## PROBLEM DESCRIPTION:
All lines from the first line of the material up to and including the line with "1.10 - 1.10.2)" must be copied exactly, and no others.

*** Begin section ***

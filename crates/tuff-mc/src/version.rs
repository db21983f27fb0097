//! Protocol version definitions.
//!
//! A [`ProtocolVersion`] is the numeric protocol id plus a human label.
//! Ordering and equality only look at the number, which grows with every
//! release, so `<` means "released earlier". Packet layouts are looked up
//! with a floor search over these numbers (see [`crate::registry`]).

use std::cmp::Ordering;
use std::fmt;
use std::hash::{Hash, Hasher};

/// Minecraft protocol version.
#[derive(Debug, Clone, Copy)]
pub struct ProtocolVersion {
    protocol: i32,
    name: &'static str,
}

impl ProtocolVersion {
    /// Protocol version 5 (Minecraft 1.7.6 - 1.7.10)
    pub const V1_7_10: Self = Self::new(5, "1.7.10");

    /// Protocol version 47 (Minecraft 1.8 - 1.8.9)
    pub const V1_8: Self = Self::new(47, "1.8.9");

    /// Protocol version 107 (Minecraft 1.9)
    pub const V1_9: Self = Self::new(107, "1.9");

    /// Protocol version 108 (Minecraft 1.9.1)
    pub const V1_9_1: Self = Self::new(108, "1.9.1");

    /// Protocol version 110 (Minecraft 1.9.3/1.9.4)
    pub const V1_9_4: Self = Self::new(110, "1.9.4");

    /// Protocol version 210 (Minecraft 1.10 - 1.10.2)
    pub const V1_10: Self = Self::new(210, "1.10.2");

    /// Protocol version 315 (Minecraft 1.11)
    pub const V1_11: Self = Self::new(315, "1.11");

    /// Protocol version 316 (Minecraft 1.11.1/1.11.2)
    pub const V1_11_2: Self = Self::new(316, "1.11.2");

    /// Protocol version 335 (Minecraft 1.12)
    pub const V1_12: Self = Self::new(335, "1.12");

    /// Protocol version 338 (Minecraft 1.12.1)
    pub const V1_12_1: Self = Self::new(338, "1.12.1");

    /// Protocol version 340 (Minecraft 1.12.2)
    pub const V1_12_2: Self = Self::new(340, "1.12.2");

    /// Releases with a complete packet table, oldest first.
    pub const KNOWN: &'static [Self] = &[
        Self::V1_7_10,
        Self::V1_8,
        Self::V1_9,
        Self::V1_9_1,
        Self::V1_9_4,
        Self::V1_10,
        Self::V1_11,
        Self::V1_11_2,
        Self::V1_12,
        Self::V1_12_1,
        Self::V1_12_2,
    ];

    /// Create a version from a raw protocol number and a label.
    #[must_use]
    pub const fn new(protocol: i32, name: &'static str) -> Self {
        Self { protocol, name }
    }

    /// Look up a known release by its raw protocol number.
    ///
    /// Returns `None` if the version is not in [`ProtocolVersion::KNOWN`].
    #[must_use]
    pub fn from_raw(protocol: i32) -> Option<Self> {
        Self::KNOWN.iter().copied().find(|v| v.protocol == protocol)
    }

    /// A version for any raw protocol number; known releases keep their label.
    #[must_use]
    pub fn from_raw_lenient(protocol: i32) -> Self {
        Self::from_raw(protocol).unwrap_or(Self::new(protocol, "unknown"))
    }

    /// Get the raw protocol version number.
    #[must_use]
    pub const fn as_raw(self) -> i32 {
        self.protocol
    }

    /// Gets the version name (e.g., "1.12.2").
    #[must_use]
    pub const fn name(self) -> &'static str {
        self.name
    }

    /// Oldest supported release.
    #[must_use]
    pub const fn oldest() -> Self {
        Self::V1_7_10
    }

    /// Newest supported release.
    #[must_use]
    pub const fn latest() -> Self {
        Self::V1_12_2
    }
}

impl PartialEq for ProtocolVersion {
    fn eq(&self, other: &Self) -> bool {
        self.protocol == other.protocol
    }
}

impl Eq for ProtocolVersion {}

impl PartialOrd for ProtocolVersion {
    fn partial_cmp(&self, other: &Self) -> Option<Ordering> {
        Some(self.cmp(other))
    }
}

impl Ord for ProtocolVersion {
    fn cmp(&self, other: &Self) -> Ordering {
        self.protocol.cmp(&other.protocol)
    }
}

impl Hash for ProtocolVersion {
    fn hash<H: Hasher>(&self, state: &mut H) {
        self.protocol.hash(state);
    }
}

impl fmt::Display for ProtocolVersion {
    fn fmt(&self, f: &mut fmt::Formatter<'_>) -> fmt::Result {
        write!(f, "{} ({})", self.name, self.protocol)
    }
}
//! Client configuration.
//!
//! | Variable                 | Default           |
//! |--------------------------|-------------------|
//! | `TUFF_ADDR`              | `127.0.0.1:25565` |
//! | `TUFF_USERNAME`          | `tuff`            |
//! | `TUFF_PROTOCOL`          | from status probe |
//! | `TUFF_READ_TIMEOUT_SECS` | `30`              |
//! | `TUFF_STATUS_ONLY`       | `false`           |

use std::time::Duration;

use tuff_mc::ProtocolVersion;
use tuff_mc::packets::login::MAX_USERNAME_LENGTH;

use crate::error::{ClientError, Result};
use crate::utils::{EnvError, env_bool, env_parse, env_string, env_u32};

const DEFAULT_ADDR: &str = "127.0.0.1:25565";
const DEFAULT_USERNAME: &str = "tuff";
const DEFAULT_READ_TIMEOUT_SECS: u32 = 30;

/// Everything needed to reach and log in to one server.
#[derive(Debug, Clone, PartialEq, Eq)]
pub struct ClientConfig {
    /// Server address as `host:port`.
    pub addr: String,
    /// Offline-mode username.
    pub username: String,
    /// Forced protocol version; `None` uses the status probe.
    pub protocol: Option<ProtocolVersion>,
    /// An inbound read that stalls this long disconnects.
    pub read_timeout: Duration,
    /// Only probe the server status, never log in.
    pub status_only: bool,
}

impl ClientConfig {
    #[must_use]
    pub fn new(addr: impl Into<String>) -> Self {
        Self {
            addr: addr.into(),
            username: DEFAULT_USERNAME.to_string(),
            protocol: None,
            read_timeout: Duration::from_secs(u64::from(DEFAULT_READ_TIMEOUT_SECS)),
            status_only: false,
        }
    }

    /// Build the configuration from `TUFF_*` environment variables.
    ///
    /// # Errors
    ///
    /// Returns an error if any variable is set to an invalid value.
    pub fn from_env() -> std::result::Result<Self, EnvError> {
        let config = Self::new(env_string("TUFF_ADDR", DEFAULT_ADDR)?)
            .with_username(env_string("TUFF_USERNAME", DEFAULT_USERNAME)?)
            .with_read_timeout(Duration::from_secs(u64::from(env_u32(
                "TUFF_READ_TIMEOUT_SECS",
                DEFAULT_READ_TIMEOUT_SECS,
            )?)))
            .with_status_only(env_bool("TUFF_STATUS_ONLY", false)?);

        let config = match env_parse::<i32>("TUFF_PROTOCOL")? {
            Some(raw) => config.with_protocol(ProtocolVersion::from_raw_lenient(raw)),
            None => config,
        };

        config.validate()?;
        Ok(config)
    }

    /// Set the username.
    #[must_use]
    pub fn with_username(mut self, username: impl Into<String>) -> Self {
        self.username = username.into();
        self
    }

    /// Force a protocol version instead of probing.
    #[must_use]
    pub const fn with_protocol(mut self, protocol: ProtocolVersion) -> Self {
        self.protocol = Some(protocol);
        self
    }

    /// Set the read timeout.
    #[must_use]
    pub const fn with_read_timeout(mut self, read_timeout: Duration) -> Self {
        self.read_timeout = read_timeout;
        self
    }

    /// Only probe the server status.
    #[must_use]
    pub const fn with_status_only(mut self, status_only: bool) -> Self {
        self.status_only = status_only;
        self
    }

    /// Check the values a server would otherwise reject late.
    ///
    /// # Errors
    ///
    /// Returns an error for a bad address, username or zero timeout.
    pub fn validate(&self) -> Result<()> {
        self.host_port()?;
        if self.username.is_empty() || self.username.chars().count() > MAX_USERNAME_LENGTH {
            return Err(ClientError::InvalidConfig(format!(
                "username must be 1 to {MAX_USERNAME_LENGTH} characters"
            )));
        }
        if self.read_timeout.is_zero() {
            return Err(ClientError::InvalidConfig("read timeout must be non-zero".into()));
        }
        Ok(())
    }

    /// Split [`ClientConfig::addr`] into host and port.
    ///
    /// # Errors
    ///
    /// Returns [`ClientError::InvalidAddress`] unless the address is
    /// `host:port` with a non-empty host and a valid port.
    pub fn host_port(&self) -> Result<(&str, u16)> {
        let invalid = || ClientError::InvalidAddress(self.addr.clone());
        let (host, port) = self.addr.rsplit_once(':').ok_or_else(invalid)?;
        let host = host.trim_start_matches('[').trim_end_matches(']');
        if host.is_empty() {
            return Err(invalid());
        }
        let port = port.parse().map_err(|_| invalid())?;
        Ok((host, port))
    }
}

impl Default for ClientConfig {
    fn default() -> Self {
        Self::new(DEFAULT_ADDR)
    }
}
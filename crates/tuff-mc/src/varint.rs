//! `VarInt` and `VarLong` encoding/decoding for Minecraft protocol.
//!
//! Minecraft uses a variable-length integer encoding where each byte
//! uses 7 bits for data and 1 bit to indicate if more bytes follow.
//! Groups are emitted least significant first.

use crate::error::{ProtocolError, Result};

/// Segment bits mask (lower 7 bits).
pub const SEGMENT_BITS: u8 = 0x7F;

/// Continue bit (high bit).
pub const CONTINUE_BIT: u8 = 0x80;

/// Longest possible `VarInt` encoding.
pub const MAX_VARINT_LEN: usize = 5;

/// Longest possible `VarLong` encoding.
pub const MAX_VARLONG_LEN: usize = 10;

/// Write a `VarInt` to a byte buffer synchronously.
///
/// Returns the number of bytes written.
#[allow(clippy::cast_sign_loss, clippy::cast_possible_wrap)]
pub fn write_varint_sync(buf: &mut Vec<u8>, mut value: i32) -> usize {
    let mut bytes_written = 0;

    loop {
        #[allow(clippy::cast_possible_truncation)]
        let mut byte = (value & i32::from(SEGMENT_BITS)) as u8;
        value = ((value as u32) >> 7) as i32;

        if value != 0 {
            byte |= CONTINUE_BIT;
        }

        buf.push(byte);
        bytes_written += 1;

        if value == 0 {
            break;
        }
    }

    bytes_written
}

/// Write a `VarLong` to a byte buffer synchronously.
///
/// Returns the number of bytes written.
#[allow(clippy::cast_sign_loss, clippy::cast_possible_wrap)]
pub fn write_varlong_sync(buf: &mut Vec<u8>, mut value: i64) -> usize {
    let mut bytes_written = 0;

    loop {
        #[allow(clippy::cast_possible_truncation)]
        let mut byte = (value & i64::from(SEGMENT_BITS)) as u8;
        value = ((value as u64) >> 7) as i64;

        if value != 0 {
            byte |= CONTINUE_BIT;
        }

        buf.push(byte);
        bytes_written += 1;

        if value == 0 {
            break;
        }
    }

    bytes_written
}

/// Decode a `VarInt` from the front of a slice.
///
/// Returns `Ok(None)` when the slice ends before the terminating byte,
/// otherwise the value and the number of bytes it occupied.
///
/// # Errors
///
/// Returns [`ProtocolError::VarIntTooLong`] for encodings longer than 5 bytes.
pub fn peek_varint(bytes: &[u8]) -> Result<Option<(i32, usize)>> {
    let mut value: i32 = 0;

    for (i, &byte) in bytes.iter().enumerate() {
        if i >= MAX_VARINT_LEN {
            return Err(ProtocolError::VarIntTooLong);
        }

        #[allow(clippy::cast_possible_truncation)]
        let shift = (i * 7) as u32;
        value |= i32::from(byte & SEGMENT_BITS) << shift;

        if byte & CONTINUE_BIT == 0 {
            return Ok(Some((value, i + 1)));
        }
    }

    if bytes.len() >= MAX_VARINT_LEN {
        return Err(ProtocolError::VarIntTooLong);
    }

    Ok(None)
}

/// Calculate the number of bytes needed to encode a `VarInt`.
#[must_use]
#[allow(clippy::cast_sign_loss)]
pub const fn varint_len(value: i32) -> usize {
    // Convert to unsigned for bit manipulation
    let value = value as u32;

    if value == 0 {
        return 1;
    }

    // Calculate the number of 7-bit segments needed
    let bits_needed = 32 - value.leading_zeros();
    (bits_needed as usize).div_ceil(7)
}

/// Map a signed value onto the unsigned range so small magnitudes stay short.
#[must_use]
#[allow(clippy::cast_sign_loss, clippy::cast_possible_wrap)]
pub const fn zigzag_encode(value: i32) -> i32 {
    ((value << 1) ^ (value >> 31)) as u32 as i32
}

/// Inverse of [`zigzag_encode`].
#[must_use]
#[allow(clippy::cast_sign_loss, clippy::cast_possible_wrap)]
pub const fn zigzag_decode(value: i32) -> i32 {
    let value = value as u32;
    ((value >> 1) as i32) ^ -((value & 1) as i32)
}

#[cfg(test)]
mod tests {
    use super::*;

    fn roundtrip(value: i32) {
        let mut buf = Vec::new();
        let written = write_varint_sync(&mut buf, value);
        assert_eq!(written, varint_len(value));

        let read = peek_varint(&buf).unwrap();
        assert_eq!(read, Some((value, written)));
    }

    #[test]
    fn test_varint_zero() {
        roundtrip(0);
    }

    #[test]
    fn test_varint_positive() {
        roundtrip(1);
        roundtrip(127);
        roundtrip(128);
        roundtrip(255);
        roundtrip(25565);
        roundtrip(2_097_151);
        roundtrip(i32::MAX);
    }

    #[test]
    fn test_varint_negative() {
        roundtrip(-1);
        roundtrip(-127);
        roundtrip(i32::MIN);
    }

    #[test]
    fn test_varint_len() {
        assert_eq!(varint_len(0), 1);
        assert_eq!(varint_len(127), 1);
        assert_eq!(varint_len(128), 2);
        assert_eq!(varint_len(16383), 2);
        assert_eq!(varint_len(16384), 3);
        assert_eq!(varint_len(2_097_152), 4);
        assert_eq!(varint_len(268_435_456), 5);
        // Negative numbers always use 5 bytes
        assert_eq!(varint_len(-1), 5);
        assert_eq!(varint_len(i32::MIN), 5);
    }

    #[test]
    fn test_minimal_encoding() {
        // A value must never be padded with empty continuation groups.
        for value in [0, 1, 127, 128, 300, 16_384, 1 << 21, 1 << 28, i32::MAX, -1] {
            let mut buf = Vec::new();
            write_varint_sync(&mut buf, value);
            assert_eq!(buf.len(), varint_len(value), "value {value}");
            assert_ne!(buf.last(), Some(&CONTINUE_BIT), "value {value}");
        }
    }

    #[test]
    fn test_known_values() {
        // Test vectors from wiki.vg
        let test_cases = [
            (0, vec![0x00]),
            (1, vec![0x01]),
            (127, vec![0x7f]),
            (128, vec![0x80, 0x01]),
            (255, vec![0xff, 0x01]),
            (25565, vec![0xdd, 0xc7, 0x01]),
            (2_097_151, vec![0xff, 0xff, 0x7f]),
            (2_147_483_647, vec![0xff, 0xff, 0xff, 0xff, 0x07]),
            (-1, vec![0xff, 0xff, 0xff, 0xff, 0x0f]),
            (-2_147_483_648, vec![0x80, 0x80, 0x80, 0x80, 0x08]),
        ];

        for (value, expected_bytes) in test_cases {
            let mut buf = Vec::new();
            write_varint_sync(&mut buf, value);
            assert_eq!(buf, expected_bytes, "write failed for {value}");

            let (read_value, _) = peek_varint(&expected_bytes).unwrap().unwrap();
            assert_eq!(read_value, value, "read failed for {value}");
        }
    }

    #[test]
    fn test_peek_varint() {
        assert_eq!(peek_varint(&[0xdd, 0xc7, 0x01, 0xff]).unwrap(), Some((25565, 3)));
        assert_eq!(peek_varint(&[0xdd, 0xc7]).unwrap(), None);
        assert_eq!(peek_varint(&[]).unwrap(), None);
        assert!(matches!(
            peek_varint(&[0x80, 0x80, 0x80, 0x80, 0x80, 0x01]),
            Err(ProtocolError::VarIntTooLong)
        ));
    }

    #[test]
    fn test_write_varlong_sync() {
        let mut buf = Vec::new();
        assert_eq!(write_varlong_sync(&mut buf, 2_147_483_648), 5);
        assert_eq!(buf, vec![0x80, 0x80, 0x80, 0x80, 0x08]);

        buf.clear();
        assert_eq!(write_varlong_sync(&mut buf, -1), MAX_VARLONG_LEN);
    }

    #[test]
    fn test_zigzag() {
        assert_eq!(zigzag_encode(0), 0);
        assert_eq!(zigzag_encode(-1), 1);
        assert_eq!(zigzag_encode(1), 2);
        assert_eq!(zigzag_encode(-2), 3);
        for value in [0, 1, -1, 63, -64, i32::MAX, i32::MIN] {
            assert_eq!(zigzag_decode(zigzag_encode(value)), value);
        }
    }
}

*** End section ***

## RESPONSE AREA:
filename crates/tuff-mc/src/version.rs
repository db21983f27fb0097
//! Protocol version definitions.
//!
//! A [`ProtocolVersion`] is the numeric protocol id plus a human label.
//! Ordering and equality only look at the number, which grows with every
//! release, so `<` means "released earlier". Packet layouts are looked up
//! with a floor search over these numbers (see [`crate::registry`]).

use std::cmp::Ordering;
use std::fmt;
use std::hash::{Hash, Hasher};

/// Minecraft protocol version.
#[derive(Debug, Clone, Copy)]
pub struct ProtocolVersion {
    protocol: i32,
    name: &'static str,
}

impl ProtocolVersion {
    /// Protocol version 5 (Minecraft 1.7.6 - 1.7.10)
    pub const V1_7_10: Self = Self::new(5, "1.7.10");

    /// Protocol version 47 (Minecraft 1.8 - 1.8.9)
    pub const V1_8: Self = Self::new(47, "1.8.9");

    /// Protocol version 107 (Minecraft 1.9)
    pub const V1_9: Self = Self::new(107, "1.9");

    /// Protocol version 108 (Minecraft 1.9.1)
    pub const V1_9_1: Self = Self::new(108, "1.9.1");

    /// Protocol version 110 (Minecraft 1.9.3/1.9.4)
    pub const V1_9_4: Self = Self::new(110, "1.9.4");

    /// Protocol version 210 (Minecraft 1.10 - 1.10.2)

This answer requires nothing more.